‘The rain in Spain stays mainly in the plain.’
It’s a saying popularized in the 1964 movie “My Fair Lady” in which Rex Harrison was trying to get ‘cockney’ Audrey Hepburn to speak like a proper English lady.
Actually, most of the rain in Spain falls along its northern coast and mountains – a spectacular region of Spain. Leaving the regions of Spain that could be called ‘plains’ quite dry and with a semi-arid climate.
So there is your geography lesson for the day and an appropriate introduction to our 2-month road trip around Spain.
Winter Sojourn in Spain
Having just finished a 3-week housesitting assignment in one of our favorite French cities, Montpellier, and the small French village of Callas, we were chasing the winter sunshine hours.
Spain seemed to be the logical choice to avoid the chill that many other places in Europe suffer from November through to the end of February.
So we decided to give ourselves a two-month road trip around Spain. It meant we could meander our way down to the southern coast and return to France via the northern coast.
By taking it slow, we could avoid the larger cities to stay in the smaller towns and villages along the way. And we could spend longer in a place we enjoyed.
As we had previously spent 6 weeks exploring Andalusia while housesitting, our road trip would take in new places as well as revisiting other places some 30 years later.
It was time for us to head south.
Road Trip Map around Spain
Renting a Car in Spain
We love taking road trips because we love the freedom it offers. We often find new places we have never heard of, see amazing landscapes, and discover more than the big cities.
It’s one of the reasons for renting a car in Spain is your best option. It gives you the flexibility to stop along the route to:
- enjoy local dishes at small cafes and restaurants
- take a photo of those ancient castles dotted along the hills
- spend time at an amazing look-out
- book accommodation away from the big cities
And if you are wondering, is it safe to drive around Spain, the answer is yes.

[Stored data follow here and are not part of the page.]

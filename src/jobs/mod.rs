//! Job lifecycle: registry, execution, admission and retention

mod broker;
mod executor;
mod models;
mod registry;
mod retention;

#[cfg(test)]
pub(crate) mod testing;

pub use broker::JobBroker;
pub use executor::{
    Artifact, BLOCKED_HINT, ExecutorSettings, IMPERSONATION_HINT, JobExecutor, MediaDescription,
    ProgressReporter, STREAMING_TOOL_HINT, progress_percent,
};
pub use models::{JobRequest, JobState, JobStatus};
pub use registry::JobRegistry;
pub use retention::{spawn_sweeper, sweep_once};
use thiserror::Error;

use super::models::{DownloadRequest, UrlInput};
use crate::jobs::JobRequest;

pub const MAX_URL_LEN: usize = 4096;
pub const MAX_SELECTOR_LEN: usize = 512;

#[derive(Debug, Error, PartialEq, Eq)]
pub enum RequestValidationError {
    #[error("url is required")]
    MissingUrl,
    #[error("url exceeds {MAX_URL_LEN} characters")]
    UrlTooLong,
    #[error("formatSelector exceeds {MAX_SELECTOR_LEN} characters")]
    SelectorTooLong,
    #[error("formatSelector must not contain control characters")]
    SelectorControlChars,
}

/// Shape checks only; scheme and host are checked by the classifier.
pub fn validate_url_input(input: &UrlInput) -> Result<String, RequestValidationError> {
    check_url(&input.url)
}

pub fn validate_download_request(
    request: &DownloadRequest,
) -> Result<JobRequest, RequestValidationError> {
    let url = check_url(&request.url)?;

    if let Some(selector) = &request.format_selector {
        if selector.chars().count() > MAX_SELECTOR_LEN {
            return Err(RequestValidationError::SelectorTooLong);
        }
        if selector.chars().any(char::is_control) {
            return Err(RequestValidationError::SelectorControlChars);
        }
    }

    Ok(JobRequest::new(url, request.format_selector.clone()))
}

fn check_url(raw: &str) -> Result<String, RequestValidationError> {
    let url = raw.trim();
    if url.is_empty() {
        return Err(RequestValidationError::MissingUrl);
    }
    if url.len() > MAX_URL_LEN {
        return Err(RequestValidationError::UrlTooLong);
    }
    Ok(url.to_string())
}
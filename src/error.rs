use thiserror::Error;

/// Errors produced by the acquisition core.
///
/// Job execution failures are stored on the job as the `Display` text of one of
/// these; the API layer maps them onto HTTP responses.
#[derive(Debug, Error)]
pub enum MediaError {
    #[error("invalid url: {0}")]
    Validation(String),

    #[error("could not fetch formats: {0}")]
    MetadataFetch(String),

    #[error("download failed: {0}")]
    Download(String),

    #[error("{0}")]
    ToolMissing(String),

    #[error("{0} timed out")]
    Timeout(String),

    #[error("{0}")]
    ArtifactMissing(String),

    #[error("job not found: {0}")]
    NotFound(String),

    #[error("file not ready or missing")]
    NotReady,

    #[error("download queue is full ({0} jobs waiting)")]
    QueueFull(usize),

    #[error("I/O error: {0}")]
    Io(#[from] std::io::Error),
}

pub type Result<T> = std::result::Result<T, MediaError>;
//! URL validation and acquisition-class routing
//!
//! Host matching only; nothing here touches the network.

use url::Url;

use crate::error::MediaError;

/// Hosts served by the music-streaming helper instead of the generic extractor
pub const STREAMING_SERVICE_DOMAINS: &[&str] = &["open.spotify.com", "spotify.com"];

/// Hosts that refuse anonymous extraction and need browser cookies
pub const COOKIE_AUTH_DOMAINS: &[&str] = &["youtube.com", "youtu.be"];

#[derive(Debug, Clone, Copy, PartialEq, Eq)]
pub enum UrlClass {
    StreamingMetadataService,
    GenericMedia { requires_auth_cookies: bool },
}

/// Parse a client-supplied URL, accepting only absolute http(s) URLs with a host.
pub fn validate_url(raw: &str) -> Result<Url, MediaError> {
    let url = Url::parse(raw.trim()).map_err(|e| MediaError::Validation(format!("{raw}: {e}")))?;

    if !matches!(url.scheme(), "http" | "https") {
        return Err(MediaError::Validation(format!(
            "{raw}: only http and https URLs are supported"
        )));
    }
    if url.host_str().is_none_or(str::is_empty) {
        return Err(MediaError::Validation(format!("{raw}: missing host")));
    }

    Ok(url)
}

pub fn classify(url: &Url) -> UrlClass {
    let host = url.host_str().unwrap_or_default().to_ascii_lowercase();

    if matches_any(&host, STREAMING_SERVICE_DOMAINS) {
        return UrlClass::StreamingMetadataService;
    }

    UrlClass::GenericMedia {
        requires_auth_cookies: matches_any(&host, COOKIE_AUTH_DOMAINS),
    }
}

/// `scheme://host[:port]/`, sent as Referer so CDN checks see a same-origin request
pub fn origin_referer(url: &Url) -> Option<String> {
    let host = url.host_str()?;
    Some(match url.port() {
        Some(port) => format!("{}://{}:{}/", url.scheme(), host, port),
        None => format!("{}://{}/", url.scheme(), host),
    })
}

/// Embed pages are not recognised by site extractors and go to the generic one.
pub fn is_embed_page(url: &Url) -> bool {
    url.path().contains("/embed/")
}

fn matches_any(host: &str, domains: &[&str]) -> bool {
    domains
        .iter()
        .any(|domain| host == *domain || host.ends_with(&format!(".{domain}")))
}
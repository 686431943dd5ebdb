use std::path::Path;
use std::process::{Output, Stdio};
use std::time::Duration;
use tokio::process::Command;
use tracing::debug;

use super::BackendError;

/// Run `program` to completion, capturing its output.
///
/// With a `limit`, the child is killed and a timeout error returned once it
/// elapses.
pub(crate) async fn run_captured(
    program: &str,
    args: &[String],
    cwd: Option<&Path>,
    limit: Option<Duration>,
) -> Result<Output, BackendError> {
    let mut command = Command::new(program);
    command
        .args(args)
        .stdin(Stdio::null())
        .stdout(Stdio::piped())
        .stderr(Stdio::piped())
        .kill_on_drop(true);
    if let Some(dir) = cwd {
        command.current_dir(dir);
    }

    debug!(program, ?args, "Spawning tool");

    let child = command
        .spawn()
        .map_err(|e| BackendError::spawn(program, e))?;

    let output = match limit {
        Some(limit) => tokio::time::timeout(limit, child.wait_with_output())
            .await
            .map_err(|_| BackendError::timeout(format!("{program} after {}s", limit.as_secs())))?,
        None => child.wait_with_output().await,
    };

    output.map_err(|e| BackendError::spawn(program, e))
}

/// Convert a finished run into its stdout, classifying failures from stderr.
pub(crate) fn stdout_or_error(output: Output) -> Result<String, BackendError> {
    let stdout = String::from_utf8_lossy(&output.stdout).into_owned();
    if output.status.success() {
        return Ok(stdout);
    }

    let stderr = String::from_utf8_lossy(&output.stderr);
    if stderr.trim().is_empty() {
        Err(BackendError::from_stderr(&stdout))
    } else {
        Err(BackendError::from_stderr(&stderr))
    }
}
//! Request and response bodies for the HTTP API.
//!
//! All fields travel in camelCase. Download requests accept the selector
//! as either `formatSelector` or `format_spec`:
//!
//! ```json
//! { "url": "https://example.com/watch?v=abc", "formatSelector": "bestvideo[height<=720]+bestaudio/best" }
//! ```

use serde::{Deserialize, Serialize};

use crate::formats::FormatOption;
use crate::jobs::JobStatus;
use crate::observability::MetricsSnapshot;

#[derive(Debug, Deserialize, Clone)]
pub struct UrlInput {
    pub url: String,
}

#[derive(Debug, Deserialize, Clone)]
#[serde(rename_all = "camelCase")]
pub struct DownloadRequest {
    pub url: String,
    #[serde(default, alias = "format_spec")]
    pub format_selector: Option<String>,
}

#[derive(Debug, Serialize, Deserialize, Clone)]
pub struct FormatsResponse {
    pub title: String,
    pub url: String,
    pub formats: Vec<FormatOption>,
}

#[derive(Debug, Serialize, Deserialize, Clone)]
#[serde(rename_all = "camelCase")]
pub struct JobAcceptedResponse {
    pub job_id: String,
}

/// Poll result; `filename` and `error` serialize as `null` when absent.
#[derive(Debug, Serialize, Deserialize, Clone)]
#[serde(rename_all = "camelCase")]
pub struct JobStatusResponse {
    pub status: JobStatus,
    pub progress: u8,
    pub filename: Option<String>,
    pub error: Option<String>,
}

#[derive(Debug, Serialize, Deserialize, Clone)]
#[serde(rename_all = "camelCase")]
pub struct ImpersonationStatus {
    pub browser_impersonation_installed: bool,
    pub backend_supports_impersonation: bool,
    pub hint: Option<String>,
}

#[derive(Debug, Serialize)]
pub struct ErrorResponse {
    pub code: &'static str,
    pub message: String,
}

#[derive(Debug, Serialize)]
pub struct JobsHealth {
    pub tracked: usize,
    pub queued: usize,
    pub workers: usize,
}

#[derive(Debug, Serialize)]
pub struct HealthResponse {
    pub status: String,
    pub version: String,
    pub jobs: JobsHealth,
    pub metrics: MetricsSnapshot,
}
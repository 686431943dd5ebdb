//! Format option synthesis
//!
//! Turns the stream list reported by the extraction backend into the short menu
//! of choices offered to clients. The output depends only on the metadata and
//! the merge-tool flag, so the same inputs always give the same list.

use serde::{Deserialize, Serialize};
use std::collections::BTreeSet;

use crate::backend::MediaInfo;
use crate::capabilities::CapabilitySnapshot;

/// Most resolution choices offered per item
pub const MAX_HEIGHT_OPTIONS: usize = 8;

/// Selector understood by the streaming-service path
pub const STREAMING_AUDIO_SELECTOR: &str = "spotify_audio";

#[derive(Debug, Clone, PartialEq, Eq, Serialize, Deserialize)]
#[serde(rename_all = "camelCase")]
pub struct FormatOption {
    pub id: String,
    pub label: String,
    pub format_selector: String,
    pub note: String,
}

impl FormatOption {
    fn new(
        id: impl Into<String>,
        label: impl Into<String>,
        selector: impl Into<String>,
        note: impl Into<String>,
    ) -> Self {
        Self {
            id: id.into(),
            label: label.into(),
            format_selector: selector.into(),
            note: note.into(),
        }
    }

    fn audio_only() -> Self {
        Self::new(
            "audio_only",
            "Audio only (music)",
            "bestaudio/best",
            "Best audio quality, no video",
        )
    }
}

/// Default selector when the client did not pick one
pub fn default_selector(caps: &CapabilitySnapshot) -> &'static str {
    if caps.merge_tool_available {
        "bestvideo+bestaudio/best"
    } else {
        "best"
    }
}

/// Build the option menu for one item. Never empty.
pub fn build(info: &MediaInfo, caps: &CapabilitySnapshot) -> Vec<FormatOption> {
    let has_video = info.formats.iter().any(|f| f.has_video());
    let has_audio = info.formats.iter().any(|f| f.has_audio());

    if has_video && has_audio {
        let heights: BTreeSet<u32> = info.formats.iter().filter_map(|f| f.height).collect();
        let top = heights.into_iter().rev().take(MAX_HEIGHT_OPTIONS);

        let mut options: Vec<FormatOption> = if caps.merge_tool_available {
            top.map(|h| {
                FormatOption::new(
                    format!("height_{h}"),
                    format!("{h}p (video + audio)"),
                    format!("bestvideo[height<={h}]+bestaudio/best[height<={h}]"),
                    format!("Up to {h}p, merged"),
                )
            })
            .collect()
        } else {
            top.map(|h| {
                FormatOption::new(
                    format!("height_{h}"),
                    format!("{h}p (video + audio)"),
                    format!("best[height<={h}]"),
                    format!("Up to {h}p (no ffmpeg)"),
                )
            })
            .collect()
        };

        options.push(if caps.merge_tool_available {
            FormatOption::new(
                "best",
                "Best (video + audio)",
                "bestvideo+bestaudio/best",
                "Best available quality",
            )
        } else {
            FormatOption::new(
                "best",
                "Best (video + audio)",
                "best",
                "Best single file (install ffmpeg for more options)",
            )
        });
        options.push(FormatOption::audio_only());
        options
    } else if has_audio {
        vec![FormatOption::new("best_audio", "Best audio", "bestaudio/best", "Audio only")]
    } else {
        vec![FormatOption::new("best", "Best", "best", "Single stream")]
    }
}

/// The single choice offered for music-streaming links
pub fn streaming_service_options() -> Vec<FormatOption> {
    vec![FormatOption::new(
        "audio_only",
        "Audio only (music)",
        STREAMING_AUDIO_SELECTOR,
        "Download as audio via YouTube match",
    )]
}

Unless you are unfamiliar with driving on the right-hand side, there are mandatory rules of wearing seatbelts, driving to the speed limit, especially in built-up areas, and not using your mobile while driving.
For more information on Spanish road rules, visit this website Driving in Spain.
To hire a car you’ll need:
- valid driver license with an international driver license
- additional insurance to cover flat tires if visiting rural areas
- to consider car rental at the airport or at inner-city offices
- MapsMe app to locate carpark in large cities or small towns
- credit card for tolls (Autopistas)
If you don’t intend to return the car to your starting point, you will be charged a one-way fee.
Now all you need to do is plan your road trip around Spain.
Ideas for a Road Trip of Spain
Spain has so many interesting places to see from mountain ranges, fabulous beaches, wild coastline, lots of UNESCO sites, and amazing cities.
Depending on how many days you have planned to see Spain, you have so many options to plan an amazing road trip.
You’ll want to allow plenty of time for the drive between places depending on the roads you have chosen or the places you intent to visit.
You can combine different itineraries to see Spain by car and train between the big cities, the coastlines, or a specific region.
Suggested road trips are:
- Andalusia region of Seville, Cadiz, Cordoba and Granada
- Northern Spain of Bilbao, Santander, San Sebastian and Leon
- Madrid to see Todeldo, Segovia and Salamanca
- Barcelona via Zaragoza to Madrid
- Seville, Malaga to Valencia
And part of your planning is to know the roads and travel times.
You can travel via:
- regional roads
- motorways – Autopistas and Autovias
Autopistas has tolls on most sections and provides a quicker route than the lower speed limit of the Autovias.
We found we did a mixture of driving both roads depending on what stops we have planned. Allowing for tolls and no more than six hours driving between stays.
Begin your Road Trip of Spain
Our starting point for our two-month road trip was Montpellier, France where we left on the 31 January traveling 687km and 7.5 hours to Zaragoza.
We had started early as we had planned to stop at Perpignan to get the best Pain au Raison in the world from Le Levian de Helios. These delicacies are enormous and are filled with raisins and custard, a scrumptious feast for only €1.50.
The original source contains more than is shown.